第1節(1 / 3)

第1章 結婚而已

一條百十米的長廊,兩邊牆上掛著油畫,頂燈暗著,隻有每幅畫上頭有一盞小射燈,射燈的光到不了地麵,長廊好似一條暗河,向著未知流深。

在這暗河的拐角立著一個身影,個子挺高,肩窄,看起來比他實際更高,也更瘦。他一個人站在無人的畫廊裏,頗有點形銷骨立的孤獨味道。

臧白站在一幅油畫前,畫中是一位低眉蹙首的美婦人,體態雍容。小射燈的光在畫布上打出一道弧形的明暗,女人玫瑰花瓣一樣麵龐在明處,因孕育而高聳的肚皮掩在燈光暗處。

長廊另一頭有腳步聲傳來,要是平時,這皮鞋磕在地毯上的聲音是聽不見的,但今天畫廊裏沒有其他人,也沒有一點其他聲音。

隨著腳步聲臨近,頂燈陸續亮起來,香檳色的燈光像瀑布一樣傾瀉而下。這突如其來的亮光讓一直盯著陰影的臧白有些不適,他抬手遮了一下,把手拿開時,露出一對小鹿一樣的眼睛。

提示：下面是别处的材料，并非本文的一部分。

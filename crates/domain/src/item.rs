//! Item service.

use common::{Item, ItemId};
use entity_store::{EntityRepository, InMemoryItemStore};

use crate::error::DomainError;

/// Service for listing items up for auction.
#[derive(Debug, Clone)]
pub struct ItemService<S = InMemoryItemStore> {
    store: S,
}

impl<S: EntityRepository<Item>> ItemService<S> {
    /// Creates an item service over the given store.
    pub fn new(store: S) -> Self {
        Self { store }
    }

    /// Returns a reference to the underlying store.
    pub fn store(&self) -> &S {
        &self.store
    }

    /// Stores a new item and returns it with its assigned id.
    #[tracing::instrument(skip(self))]
    pub async fn tx_create(&self, item: Item) -> Result<Item, DomainError> {
        let item = self.store.tx_create(item).await?;

        metrics::counter!("items_created_total").increment(1);
        tracing::info!(item_id = %item.id, "item created");

        Ok(item)
    }

    /// Retrieves an item by id.
    #[tracing::instrument(skip(self))]
    pub async fn get(&self, id: ItemId) -> Result<Item, DomainError> {
        Ok(self.store.get(id).await?)
    }

    /// Lists every item.
    pub async fn list_items(&self) -> Vec<Item> {
        self.store.list().await
    }

    /// Returns the known items among `ids`, each at most once, in
    /// first-requested order.
    pub async fn list_items_by_ids(&self, ids: &[ItemId]) -> Result<Vec<Item>, DomainError> {
        Ok(self.store.list_by_ids(ids).await)
    }
}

纖長卷翹的上下眼睫,眼雙波長,黑白分明,眼神清澈明潤。可能是這雙眼生得太漂亮太生動,在這張巴掌臉上過分搶眼,把原本沒什麼錯處的挺鼻梁、小凸唇和秀麗的下巴都比得平淡起來。

燈光落到他後脖頸處變得銳利,那是一條銀色的止咬圈,三指寬,薄薄的軟金屬麵,服帖地覆蓋在後頸的腺體上。

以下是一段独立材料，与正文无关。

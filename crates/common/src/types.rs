use serde::{Deserialize, Serialize};

/// Declares a store-assigned identifier newtype.
///
/// Identifiers start at 1 inside their owning store; the zero value marks a
/// candidate that has not been committed yet.
macro_rules! entity_id {
    ($(#[$meta:meta])* $name:ident) => {
        $(#[$meta])*
        #[derive(
            Debug, Clone, Copy, Default, PartialEq, Eq, PartialOrd, Ord, Hash, Serialize, Deserialize,
        )]
        #[serde(transparent)]
        pub struct $name(u64);

        impl $name {
            /// Identifier carried by candidates that have not been stored yet.
            pub const UNASSIGNED: Self = Self(0);

            /// Creates an identifier from its raw value.
            pub const fn new(value: u64) -> Self {
                Self(value)
            }

            /// Returns the raw value.
            pub const fn as_u64(&self) -> u64 {
                self.0
            }

            /// Returns true once a store has assigned this identifier.
            pub const fn is_assigned(&self) -> bool {
                self.0 != 0
            }
        }

        impl std::fmt::Display for $name {
            fn fmt(&self, f: &mut std::fmt::Formatter<'_>) -> std::fmt::Result {
                write!(f, "{}", self.0)
            }
        }

        impl From<u64> for $name {
            fn from(value: u64) -> Self {
                Self(value)
            }
        }

        impl From<$name> for u64 {
            fn from(id: $name) -> Self {
                id.0
            }
        }
    };
}

entity_id!(
    /// Identifier of a [`User`].
    UserId
);
entity_id!(
    /// Identifier of an [`Item`].
    ItemId
);
entity_id!(
    /// Identifier of a [`Bid`].
    BidId
);

/// Monetary amount in the smallest unit.
pub type Amount = u64;

/// A value owned by an entity store.
///
/// The store assigns the identifier at creation time; everything else about
/// the entity is fixed by the caller.
pub trait Entity: Clone + Send + Sync + 'static {
    type Id: Copy + Ord + std::hash::Hash + Send + Sync + From<u64> + Into<u64> + std::fmt::Display + 'static;

    /// Short lowercase name used in errors and traces.
    const KIND: &'static str;

    fn id(&self) -> Self::Id;

    /// Returns a copy carrying the given identifier.
    fn with_id(self, id: Self::Id) -> Self;
}

#[derive(Debug, Clone, PartialEq, Eq, Serialize, Deserialize)]
pub struct User {
    pub id: UserId,
    pub name: String,
}

impl User {
    /// Creates an uncommitted user.
    pub fn new(name: impl Into<String>) -> Self {
        Self {
            id: UserId::UNASSIGNED,
            name: name.into(),
        }
    }
}

impl Entity for User {
    type Id = UserId;
    const KIND: &'static str = "user";

    fn id(&self) -> UserId {
        self.id
    }

    fn with_id(self, id: UserId) -> Self {
        Self { id, ..self }
    }
}

/// An item up for auction.
#[derive(Debug, Clone, PartialEq, Eq, Serialize, Deserialize)]
pub struct Item {
    pub id: ItemId,
    pub name: String,
    /// Reserve price; every accepted bid must strictly exceed it.
    #[serde(rename = "initialValue")]
    pub starting_value: Amount,
}

impl Item {
    /// Creates an uncommitted item.
    pub fn new(name: impl Into<String>, starting_value: Amount) -> Self {
        Self {
            id: ItemId::UNASSIGNED,
            name: name.into(),
            starting_value,
        }
    }
}

impl Entity for Item {
    type Id = ItemId;
    const KIND: &'static str = "item";

    fn id(&self) -> ItemId {
        self.id
    }

    fn with_id(self, id: ItemId) -> Self {
        Self { id, ..self }
    }
}

/// A user's offer on an item. Relations are by identifier only.
#[derive(Debug, Clone, PartialEq, Eq, Serialize, Deserialize)]
#[serde(rename_all = "camelCase")]
pub struct Bid {
    pub id: BidId,
    pub user_id: UserId,
    pub item_id: ItemId,
    pub amount: Amount,
}

impl Bid {
    /// Creates an uncommitted bid.
    pub fn new(item_id: ItemId, user_id: UserId, amount: Amount) -> Self {
        Self {
            id: BidId::UNASSIGNED,
            user_id,
            item_id,
            amount,
        }
    }
}

impl Entity for Bid {
    type Id = BidId;
    const KIND: &'static str = "bid";

    fn id(&self) -> BidId {
        self.id
    }

    fn with_id(self, id: BidId) -> Self {
        Self { id, ..self }
    }
}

金屬圈繞到前麵開始變窄,細細的一絲,貼著喉嚨。這是所有O的必備之物,為了避免Alpha誤傷是一方麵,更重要的是後頸的磁極能抑製腺體,讓O免於易感期,能從事正常的社會活動。而需要易感期時,隻需要摘下項圈即可。

“喬梁的作品,他擅長古典和寫實結合。”

一把低沉的嗓子,光聽聲音,會猜測這聲音源於一個成熟性感的中年男人。實際上,林泊川二十八歲,盡管他一身挺括的西服三件套和一頭一絲不苟往後梳的背頭,也不會讓他看起來超過三十歲。

聽到聲音,臧白下意識往旁邊挪了挪。

“她看起來不高興。”他蹙著眉,疑惑的神情讓他看起來有種不符年齡身份的天真。

林泊川反應了一會兒才注意到他說的是油畫中的女人。

“不是所有女人都期望成為一個母親。”

臧白轉頭看他,林泊川比他高半個頭,視線斜著往上走,隻看見一張冷臉,更看不清那深眼窩和厚睫毛的陰影下是什麼樣的眼神。

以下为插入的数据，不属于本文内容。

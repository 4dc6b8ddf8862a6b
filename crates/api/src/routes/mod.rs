//! HTTP route handlers.

pub mod bids;
pub mod health;
pub mod items;
pub mod metrics;
pub mod users;

use domain::Services;

/// Shared application state accessible from all handlers.
#[derive(Debug, Clone)]
pub struct AppState {
    pub services: Services,
}

impl AppState {
    pub fn new(services: Services) -> Self {
        Self { services }
    }
}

林泊川眉骨高,眼窩深,眉毛眼睫都濃重,網上有人扒他這俊美的外表是因為他有外國血統。臧白都看了,但沒一條真實有據,全是謠言。

林泊川以一種毫不動情的局外人的目光看那幅畫:“喬梁坦言他有戀母情結,他覺得自己這輩子最大的罪孽是把他的母親從一個少女變成了母親。”

“是不是藝術家多少有點心理問題。”

“也許,”明明隻是一句牢騷話,林泊川卻答得認真,“藝術品是感受和體驗的載體,這種形而上的東西很難表達,更難傳達。藝術家可能感受到一百分,他表達出來就隻剩七十分,傳達到別人那裏隻剩五十分。反推回去,如果要讓別人感受到一百分,那他們的感受就得是兩百分。在普通人眼裏,兩百分就顯得過於浮誇和非生活化,所以常覺得藝術家們舉止怪異。”

臧白這才轉身麵對著林泊川,用那雙漂亮的眼睛看他:“你很有研究嘛。”

“算不上。念書時有藝術鑒賞課程,聽說你喜歡藝術,臨時補了點課。”林泊川實事求是地說。

臧白眉尾一挑:“是嗎,我倒是有些好奇,你從哪兒聽說我喜歡藝術的?”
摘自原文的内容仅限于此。